▶ **WORK ORDER**:
Each record beneath this line should be returned exactly as it is.

[Entries taken from a collection]

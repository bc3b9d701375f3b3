//! Engine configuration loaded from environment variables.
//!
//! # Environment Variables
//!
//! All optional:
//! - `MARKETSTALL_DATA_DIR` - Directory for the file slot (default: .marketstall)
//! - `MARKETSTALL_CATALOG_PATH` - JSON product list (default: catalog.json)
//! - `MARKETSTALL_PERSISTENCE` - `best_effort` or `strict` (default: `best_effort`)
//! - `MARKETSTALL_CATALOG_TTL_SECS` - Catalog listing cache TTL (default: 300)
//! - `MARKETSTALL_CATALOG_CAPACITY` - Catalog cache capacity (default: 1000)
//! - `MARKETSTALL_SESSION_ID` - Browsing session that scopes the cart key

use std::path::PathBuf;
use std::time::Duration;

use thiserror::Error;

use crate::storage::{PersistencePolicy, keys};

/// Configuration errors that can occur during loading.
#[derive(Debug, Error)]
pub enum ConfigError {
    #[error("Invalid environment variable {0}: {1}")]
    InvalidEnvVar(String, String),
}

/// Engine configuration.
#[derive(Debug, Clone, PartialEq, Eq)]
pub struct EngineConfig {
    /// Directory holding one JSON file per slot key
    pub data_dir: PathBuf,
    /// Catalog file read by the memory catalog
    pub catalog_path: PathBuf,
    /// Durable-write failure policy
    pub persistence: PersistencePolicy,
    /// How long a catalog listing stays cached
    pub catalog_ttl: Duration,
    /// Maximum cached catalog entries
    pub catalog_capacity: u64,
    /// Browsing session ID, if the cart is session-scoped
    pub session_id: Option<String>,
}

impl Default for EngineConfig {
    fn default() -> Self {
        Self {
            data_dir: PathBuf::from(".marketstall"),
            catalog_path: PathBuf::from("catalog.json"),
            persistence: PersistencePolicy::BestEffort,
            catalog_ttl: Duration::from_secs(300),
            catalog_capacity: 1000,
            session_id: None,
        }
    }
}

impl EngineConfig {
    /// Load configuration from environment variables.
    ///
    /// Calls `dotenvy::dotenv()` to load from `.env` file if present.
    ///
    /// # Errors
    ///
    /// Returns `ConfigError::InvalidEnvVar` if a variable is set but cannot
    /// be parsed.
    pub fn from_env() -> Result<Self, ConfigError> {
        // Load .env file if present (ignore errors if not found)
        let _ = dotenvy::dotenv();
        Self::from_lookup(|key| std::env::var(key).ok())
    }

    fn from_lookup(lookup: impl Fn(&str) -> Option<String>) -> Result<Self, ConfigError> {
        let defaults = Self::default();
        let get_or = |key: &str, default: &str| lookup(key).unwrap_or_else(|| default.to_string());

        let persistence = get_or("MARKETSTALL_PERSISTENCE", "best_effort")
            .parse::<PersistencePolicy>()
            .map_err(|e| ConfigError::InvalidEnvVar("MARKETSTALL_PERSISTENCE".to_string(), e))?;
        let catalog_ttl = get_or("MARKETSTALL_CATALOG_TTL_SECS", "300")
            .parse::<u64>()
            .map(Duration::from_secs)
            .map_err(|e| {
                ConfigError::InvalidEnvVar("MARKETSTALL_CATALOG_TTL_SECS".to_string(), e.to_string())
            })?;
        let catalog_capacity = get_or("MARKETSTALL_CATALOG_CAPACITY", "1000")
            .parse::<u64>()
            .map_err(|e| {
                ConfigError::InvalidEnvVar("MARKETSTALL_CATALOG_CAPACITY".to_string(), e.to_string())
            })?;
        let session_id = lookup("MARKETSTALL_SESSION_ID")
            .map(|s| s.trim().to_string())
            .filter(|s| !s.is_empty());

        Ok(Self {
            data_dir: lookup("MARKETSTALL_DATA_DIR").map_or(defaults.data_dir, PathBuf::from),
            catalog_path: lookup("MARKETSTALL_CATALOG_PATH")
                .map_or(defaults.catalog_path, PathBuf::from),
            persistence,
            catalog_ttl,
            catalog_capacity,
            session_id,
        })
    }

    /// Slot key for this session's cart.
    #[must_use]
    pub fn cart_key(&self) -> String {
        keys::cart(self.session_id.as_deref())
    }
}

▶ **PROBLEM SOLUTION**:
repository bc3b9d701375f3b3
//! Engine configuration loaded from environment variables.
//!
//! # Environment Variables
//!
//! All optional:
//! - `MARKETSTALL_DATA_DIR` - Directory for the file slot (default: .marketstall)
//! - `MARKETSTALL_CATALOG_PATH` - JSON product list (default: catalog.json)
//! - `MARKETSTALL_PERSISTENCE` - `best_effort` or `strict` (default: `best_effort`)
//! - `MARKETSTALL_CATALOG_TTL_SECS` - Catalog listing cache TTL (default: 300)
//! - `MARKETSTALL_CATALOG_CAPACITY` - Catalog cache capacity (default: 1000)
//! - `MARKETSTALL_SESSION_ID` - Browsing session that scopes the cart key

use std::path::PathBuf;
use std::time::Duration;

use thiserror::Error;

use crate::storage::{PersistencePolicy, keys};

/// Configuration errors that can occur during loading.
#[derive(Debug, Error)]
pub enum ConfigError {
    #[error("Invalid environment variable {0}: {1}")]
    InvalidEnvVar(String, String),
}

/// Engine configuration.
#[derive(Debug, Clone, PartialEq, Eq)]
pub struct EngineConfig {
    /// Directory holding one JSON file per slot key
    pub data_dir: PathBuf,
    /// Catalog file read by the memory catalog
    pub catalog_path: PathBuf,
    /// Durable-write failure policy
    pub persistence: PersistencePolicy,
    /// How long a catalog listing stays cached
    pub catalog_ttl: Duration,
    /// Maximum cached catalog entries
    pub catalog_capacity: u64,
    /// Browsing session ID, if the cart is session-scoped
    pub session_id: Option<String>,
}

impl Default for EngineConfig {
    fn default() -> Self {
        Self {
            data_dir: PathBuf::from(".marketstall"),
            catalog_path: PathBuf::from("catalog.json"),
            persistence: PersistencePolicy::BestEffort,
            catalog_ttl: Duration::from_secs(300),
            catalog_capacity: 1000,
            session_id: None,
        }
    }
}

impl EngineConfig {
    /// Load configuration from environment variables.
    ///
    /// Calls `dotenvy::dotenv()` to load from `.env` file if present.
    ///
    /// # Errors
    ///
    /// Returns `ConfigError::InvalidEnvVar` if a variable is set but cannot
    /// be parsed.
    pub fn from_env() -> Result<Self, ConfigError> {
        // Load .env file if present (ignore errors if not found)
        let _ = dotenvy::dotenv();
        Self::from_lookup(|key| std::env::var(key).ok())
    }

    fn from_lookup(lookup: impl Fn(&str) -> Option<String>) -> Result<Self, ConfigError> {
        let defaults = Self::default();
        let get_or = |key: &str, default: &str| lookup(key).unwrap_or_else(|| default.to_string());

        let persistence = get_or("MARKETSTALL_PERSISTENCE", "best_effort")
            .parse::<PersistencePolicy>()
            .map_err(|e| ConfigError::InvalidEnvVar("MARKETSTALL_PERSISTENCE".to_string(), e))?;
        let catalog_ttl = get_or("MARKETSTALL_CATALOG_TTL_SECS", "300")
            .parse::<u64>()
            .map(Duration::from_secs)
            .map_err(|e| {
                ConfigError::InvalidEnvVar("MARKETSTALL_CATALOG_TTL_SECS".to_string(), e.to_string())
            })?;
        let catalog_capacity = get_or("MARKETSTALL_CATALOG_CAPACITY", "1000")
            .parse::<u64>()
            .map_err(|e| {
                ConfigError::InvalidEnvVar("MARKETSTALL_CATALOG_CAPACITY".to_string(), e.to_string())
            })?;
        let session_id = lookup("MARKETSTALL_SESSION_ID")
            .map(|s| s.trim().to_string())
            .filter(|s| !s.is_empty());

        Ok(Self {
            data_dir: lookup("MARKETSTALL_DATA_DIR").map_or(defaults.data_dir, PathBuf::from),
            catalog_path: lookup("MARKETSTALL_CATALOG_PATH")
                .map_or(defaults.catalog_path, PathBuf::from),
            persistence,
            catalog_ttl,
            catalog_capacity,
            session_id,
        })
    }

    /// Slot key for this session's cart.
    #[must_use]
    pub fn cart_key(&self) -> String {
        keys::cart(self.session_id.as_deref())
    }
}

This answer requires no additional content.